Are the businessmen in charge of baseball trying to manage their precarious pre-modern brand by preserving its quaintest features? Or is there a recognition by the high-priests in charge that we have to reconcile ourselves with the essential element of luck and chance that is shot through the game of baseball.
Those who passionately want to remove the element of good and bad luck generated by umpires’ blown calls are fooling themselves if they think this will significantly change the role of luck and chance in baseball.
Take the very idea of the perfect game, or Galarraga’s imperfect game for that matter. A perfect game is a perfect storm of luck. After the fact, we will glorify the pitcher. We will want to explain the event — even when pulled off by a normally less-than-dominant pitcher like Galarraga or David Wells — in terms of how dialed-in the pitcher was on that occasion. Within 24 hours of the event we might give some particular credit to a fielder or two who made improbable plays to preserve the no-no. But looking back, it will be all about the pitcher (or maybe the pitcher-catcher tandem if the catcher himself has the right reputation or is famous for paradoxical aphorisms).
But this is crazy. Of course the pitcher has to be good on the night to be that lucky. There is no reason to think that he was any better than a pitcher who gives up a couple of hits over the course of nine innings, or whose full-count pitch in the second inning was called a ball. Every play in baseball involves probabilities. Any pitch can be hit for at least a bloop single if the batter guesses right and swings right, or even if he guesses wrong and swings wrong but has the bat connect with the ball. Even on a pitcher’s best night, there will be several pitches that don’t go exactly where the he intended them to go.
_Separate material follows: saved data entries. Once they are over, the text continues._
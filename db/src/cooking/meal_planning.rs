use std::collections::HashMap;

use chrono::{DateTime, NaiveDate, Utc};
use color_eyre::Result;
use serde::{Deserialize, Serialize};
use sqlx::{PgConnection, PgPool};
use uuid::Uuid;

use super::consolidate::{ConsolidationSource, Consolidator, QuantityWarning};
use super::grocery::GroceryList;
use super::recipe::Recipe;
use super::CookingError;

#[derive(Debug, Clone, Serialize, Deserialize, sqlx::FromRow)]
pub struct MealPlan {
    pub meal_plan_id: Uuid,
    pub start_date: NaiveDate,
    pub end_date: NaiveDate,
    pub created_at: DateTime<Utc>,
}

/// The slice of a recipe shown alongside a meal plan.
#[derive(Debug, Clone, Serialize, Deserialize, sqlx::FromRow)]
pub struct MealPlanRecipe {
    pub recipe_id: Uuid,
    pub title: String,
    pub img_url: Option<String>,
}

#[derive(Debug, Clone, Serialize, Deserialize)]
pub struct MealPlanWithRecipes {
    #[serde(flatten)]
    pub meal_plan: MealPlan,
    pub recipes: Vec<MealPlanRecipe>,
}

#[derive(Debug, Clone, Serialize, Deserialize)]
pub struct NewMealPlan {
    pub start_date: NaiveDate,
    pub end_date: NaiveDate,
    pub recipe_ids: Vec<Uuid>,
}

impl NewMealPlan {
    pub fn validate(&self) -> Result<(), CookingError> {
        if self.end_date < self.start_date {
            return Err(CookingError::InvalidInput(format!(
                "end date {} is before start date {}",
                self.end_date, self.start_date
            )));
        }

        Ok(())
    }
}

#[derive(Debug, Clone, Serialize)]
pub struct MealPlanCreated {
    pub meal_plan: MealPlan,
    pub grocery_list: GroceryList,
    pub warnings: Vec<QuantityWarning>,
}

#[derive(sqlx::FromRow)]
struct PlannedRecipeRow {
    meal_plan_id: Uuid,
    recipe_id: Uuid,
    title: String,
    img_url: Option<String>,
}

/// Builds consolidation input for `recipe_ids` in the given order. Repeated
/// ids are kept, so a recipe planned twice counts twice.
pub(crate) async fn consolidation_sources(
    conn: &mut PgConnection,
    recipe_ids: &[Uuid],
) -> Result<Vec<ConsolidationSource>, CookingError> {
    let recipes = Recipe::load_with_ingredients(conn, recipe_ids).await?;

    recipe_ids
        .iter()
        .map(|id| {
            recipes
                .get(id)
                .map(ConsolidationSource::from)
                .ok_or(CookingError::NotFound {
                    entity: "recipe",
                    id: *id,
                })
        })
        .collect()
}

const MEAL_PLAN_COLUMNS: &str = "meal_plan_id, start_date, end_date, created_at";
pub(crate) mod grocery_lists;
pub(crate) mod inventory;
pub(crate) mod meal_plans;
pub(crate) mod recipes;
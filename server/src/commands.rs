use clap::Subcommand;
use color_eyre::Result;
use db::DbConfig;

#[derive(Subcommand, Default)]
pub(crate) enum Command {
    /// Run the HTTP API. Pending migrations are applied on startup.
    #[default]
    Serve,
    /// Apply pending database migrations and exit.
    Migrate,
}

impl Command {
    pub(crate) async fn run(&self) -> Result<()> {
        match &self {
            Command::Serve => crate::http_server::cmd::serve().await,
            Command::Migrate => migrate().await,
        }
    }
}

async fn migrate() -> Result<()> {
    let config = DbConfig::from_env()?;
    let pool = db::setup_db_pool(&config).await?;
    pool.close().await;

    tracing::info!("Migrations applied");

    Ok(())
}
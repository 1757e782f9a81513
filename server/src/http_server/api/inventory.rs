use axum::{
    extract::{Path, State},
    http::StatusCode,
    response::IntoResponse,
    Json,
};
use color_eyre::eyre::{eyre, Context};
use db::cooking::{InventoryItem, InventoryUpdate, NewInventoryItem};
use uuid::Uuid;

use crate::{
    http_server::{errors::WithStatus as _, ResponseResult},
    AppState,
};

#[axum_macros::debug_handler]
pub async fn list_inventory(State(state): State<AppState>) -> ResponseResult<impl IntoResponse> {
    let items = InventoryItem::list(state.db())
        .await
        .context("Failed to fetch inventory")?;

    Ok(Json(items))
}

#[axum_macros::debug_handler]
pub async fn inventory_by_category(
    State(state): State<AppState>,
) -> ResponseResult<impl IntoResponse> {
    let groups = InventoryItem::list_grouped(state.db())
        .await
        .context("Failed to fetch inventory")?;

    Ok(Json(groups))
}

#[axum_macros::debug_handler]
pub async fn create_inventory_item(
    State(state): State<AppState>,
    Json(item): Json<NewInventoryItem>,
) -> ResponseResult<impl IntoResponse> {
    let created = InventoryItem::create(state.db(), item).await?;

    Ok((StatusCode::CREATED, Json(created)))
}

#[axum_macros::debug_handler]
pub async fn update_inventory_item(
    State(state): State<AppState>,
    Path(id): Path<Uuid>,
    Json(changes): Json<InventoryUpdate>,
) -> ResponseResult<impl IntoResponse> {
    let updated = InventoryItem::update(state.db(), id, changes)
        .await?
        .ok_or_else(|| eyre!("Inventory item {id} not found"))
        .with_status(StatusCode::NOT_FOUND)?;

    Ok(Json(updated))
}

#[axum_macros::debug_handler]
pub async fn delete_inventory_item(
    State(state): State<AppState>,
    Path(id): Path<Uuid>,
) -> ResponseResult<impl IntoResponse> {
    let deleted = InventoryItem::delete(state.db(), id)
        .await
        .context("Failed to delete inventory item")?;

    if !deleted {
        return Err(eyre!("Inventory item {id} not found")).with_status(StatusCode::NOT_FOUND);
    }

    Ok(StatusCode::NO_CONTENT)
}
Fielders position themselves to have the best chance of making a catch, but it is no sure bet; nor is their reaction to where the ball is going after it connects with the bat. There are unpredictable bumps on the infield that will turn a routine groundball out into a seeing-eye single or a fielder’s error. And so on.
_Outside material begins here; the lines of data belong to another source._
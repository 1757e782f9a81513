use bigdecimal::BigDecimal;
use chrono::{DateTime, Utc};
use color_eyre::Result;
use serde::{Deserialize, Serialize};
use sqlx::{PgConnection, PgPool};
use uuid::Uuid;

use super::consolidate::{Consolidator, GroceryItemDraft, QuantityWarning};
use super::meal_planning::{consolidation_sources, MealPlan};
use super::CookingError;

#[derive(Debug, Clone, Serialize, Deserialize, sqlx::FromRow)]
pub struct GroceryListItem {
    pub grocery_list_item_id: Uuid,
    pub grocery_list_id: Uuid,
    pub item_name: String,
    pub quantity: BigDecimal,
    pub unit_of_measurement: String,
    pub position: i32,
}

#[derive(Debug, Clone, Serialize, Deserialize)]
pub struct GroceryList {
    pub grocery_list_id: Uuid,
    pub meal_plan_id: Uuid,
    pub created_at: DateTime<Utc>,
    pub items: Vec<GroceryListItem>,
}

#[derive(sqlx::FromRow)]
struct GroceryListRow {
    grocery_list_id: Uuid,
    meal_plan_id: Uuid,
    created_at: DateTime<Utc>,
}

impl GroceryList {
    /// Writes a list and its items for `meal_plan_id`. Items keep the order
    /// of `items`.
    pub(crate) async fn insert(
        conn: &mut PgConnection,
        meal_plan_id: Uuid,
        items: &[GroceryItemDraft],
    ) -> sqlx::Result<Self> {
        let row = sqlx::query_as::<_, GroceryListRow>(
            "
            INSERT INTO grocery_lists (meal_plan_id)
            VALUES ($1)
            RETURNING grocery_list_id, meal_plan_id, created_at
            ",
        )
        .bind(meal_plan_id)
        .fetch_one(&mut *conn)
        .await?;

        let names: Vec<String> = items.iter().map(|i| i.item_name.clone()).collect();
        let quantities: Vec<BigDecimal> = items.iter().map(|i| i.quantity.clone()).collect();
        let units: Vec<String> = items
            .iter()
            .map(|i| i.unit_of_measurement.clone())
            .collect();
        let positions: Vec<i32> = (0..items.len())
            .map(|p| i32::try_from(p).unwrap_or(i32::MAX))
            .collect();

        sqlx::query(
            "
            INSERT INTO grocery_list_items (
                grocery_list_id, item_name, quantity, unit_of_measurement, position
            )
            SELECT $1, item_name, quantity, unit_of_measurement, position
            FROM UNNEST($2::text[], $3::numeric[], $4::text[], $5::int4[])
                AS t (item_name, quantity, unit_of_measurement, position)
            ",
        )
        .bind(row.grocery_list_id)
        .bind(names)
        .bind(quantities)
        .bind(units)
        .bind(positions)
        .execute(&mut *conn)
        .await?;

        let items = Self::items(conn, row.grocery_list_id).await?;

        Ok(Self {
            grocery_list_id: row.grocery_list_id,
            meal_plan_id: row.meal_plan_id,
            created_at: row.created_at,
            items,
        })
    }

    async fn items(
        conn: &mut PgConnection,
        grocery_list_id: Uuid,
    ) -> sqlx::Result<Vec<GroceryListItem>> {
        sqlx::query_as::<_, GroceryListItem>(
            "
            SELECT
                grocery_list_item_id,
                grocery_list_id,
                item_name,
                quantity,
                unit_of_measurement,
                position
            FROM grocery_list_items
            WHERE grocery_list_id = $1
            ORDER BY position
            ",
        )
        .bind(grocery_list_id)
        .fetch_all(conn)
        .await
    }

    pub async fn get_by_meal_plan(pool: &PgPool, meal_plan_id: Uuid) -> Result<Option<Self>> {
        let mut conn = pool.acquire().await?;

        let row = sqlx::query_as::<_, GroceryListRow>(
            "
            SELECT grocery_list_id, meal_plan_id, created_at
            FROM grocery_lists
            WHERE meal_plan_id = $1
            ",
        )
        .bind(meal_plan_id)
        .fetch_optional(&mut *conn)
        .await?;

        let Some(row) = row else {
            return Ok(None);
        };

        let items = Self::items(&mut conn, row.grocery_list_id).await?;

        Ok(Some(Self {
            grocery_list_id: row.grocery_list_id,
            meal_plan_id: row.meal_plan_id,
            created_at: row.created_at,
            items,
        }))
    }

    /// Rebuilds the grocery list of an existing meal plan from the recipes
    /// stored against it, replacing any list it already has.
    #[tracing::instrument(skip(pool, consolidator), err)]
    pub async fn regenerate_for_meal_plan(
        pool: &PgPool,
        meal_plan_id: Uuid,
        consolidator: &Consolidator,
    ) -> Result<(Self, Vec<QuantityWarning>), CookingError> {
        let mut transaction = pool.begin().await?;

        let locked: Option<Uuid> = sqlx::query_scalar(
            "SELECT meal_plan_id FROM meal_plans WHERE meal_plan_id = $1 FOR UPDATE",
        )
        .bind(meal_plan_id)
        .fetch_optional(&mut *transaction)
        .await?;
        if locked.is_none() {
            return Err(CookingError::NotFound {
                entity: "meal plan",
                id: meal_plan_id,
            });
        }

        let recipe_ids = MealPlan::recipe_ids(&mut transaction, meal_plan_id).await?;
        let sources = consolidation_sources(&mut transaction, &recipe_ids).await?;
        let consolidation = consolidator.consolidate(&sources)?;

        sqlx::query("DELETE FROM grocery_lists WHERE meal_plan_id = $1")
            .bind(meal_plan_id)
            .execute(&mut *transaction)
            .await?;

        let inserted = Self::insert(&mut transaction, meal_plan_id, &consolidation.items).await;
        let grocery_list = match inserted {
            Ok(list) => list,
            Err(source) => {
                tracing::error!(%meal_plan_id, error = %source, "Failed to write grocery list");
                return Err(CookingError::GroceryListCreation { source });
            }
        };

        transaction.commit().await?;

        tracing::info!(
            %meal_plan_id,
            items = grocery_list.items.len(),
            "Regenerated grocery list"
        );

        Ok((grocery_list, consolidation.warnings))
    }
}
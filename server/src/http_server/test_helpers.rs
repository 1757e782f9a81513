use std::str::FromStr;

use axum::{
    body::Body,
    http::{Method, Request, Response},
    Router,
};
use bigdecimal::BigDecimal;
use db::cooking::KeyMode;
use serde::de::DeserializeOwned;
use sqlx::PgPool;

use crate::{state::AppConfig, AppState};

pub fn create_test_app(pool: PgPool) -> Router {
    create_test_app_with_key_mode(pool, KeyMode::Exact)
}

pub fn create_test_app_with_key_mode(pool: PgPool, grocery_key_mode: KeyMode) -> Router {
    let config = AppConfig {
        grocery_key_mode,
        ..AppConfig::default()
    };

    crate::http_server::routes::make_router().with_state(AppState::new(config, pool))
}

pub fn json_request(method: Method, uri: &str, body: &serde_json::Value) -> Request<Body> {
    Request::builder()
        .method(method)
        .uri(uri)
        .header("content-type", "application/json")
        .body(Body::from(body.to_string()))
        .unwrap()
}

pub fn empty_request(method: Method, uri: &str) -> Request<Body> {
    Request::builder()
        .method(method)
        .uri(uri)
        .body(Body::empty())
        .unwrap()
}

pub async fn response_body_json<T: DeserializeOwned>(response: Response<Body>) -> T {
    let body_bytes = axum::body::to_bytes(response.into_body(), usize::MAX)
        .await
        .unwrap();
    serde_json::from_slice(&body_bytes).unwrap()
}

pub fn dec(s: &str) -> BigDecimal {
    BigDecimal::from_str(s).unwrap()
}
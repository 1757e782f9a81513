use color_eyre::Result;
use tracing::info;

use crate::{http_server::routes, AppState};

pub(crate) async fn serve() -> Result<()> {
    let app_state = AppState::from_env().await?;
    let port = app_state.app.port;

    info!(
        key_mode = %app_state.consolidator.key_mode(),
        "Grocery consolidation configured"
    );

    super::run_server(routes::make_router().with_state(app_state), port).await?;

    info!("Main Returning");

    Ok(())
}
There’s a reason why there have only been 20 perfect games, and it is not because those 20 pitching performances somehow stood above all others in any significant way. It is because you have to be incredibly lucky — including lucky enough to get good calls from umpires (not to mention an increasingly favorable strike zone in late innings).
There is something perverse about all of this focus on one of those chance events — Joyce’s call on Galarraga’s 27th out. Hundreds of stars had to line up that night, and many of them were entirely out of Galarraga’s control. And again, some of them were surely gifts from the home-plate ump.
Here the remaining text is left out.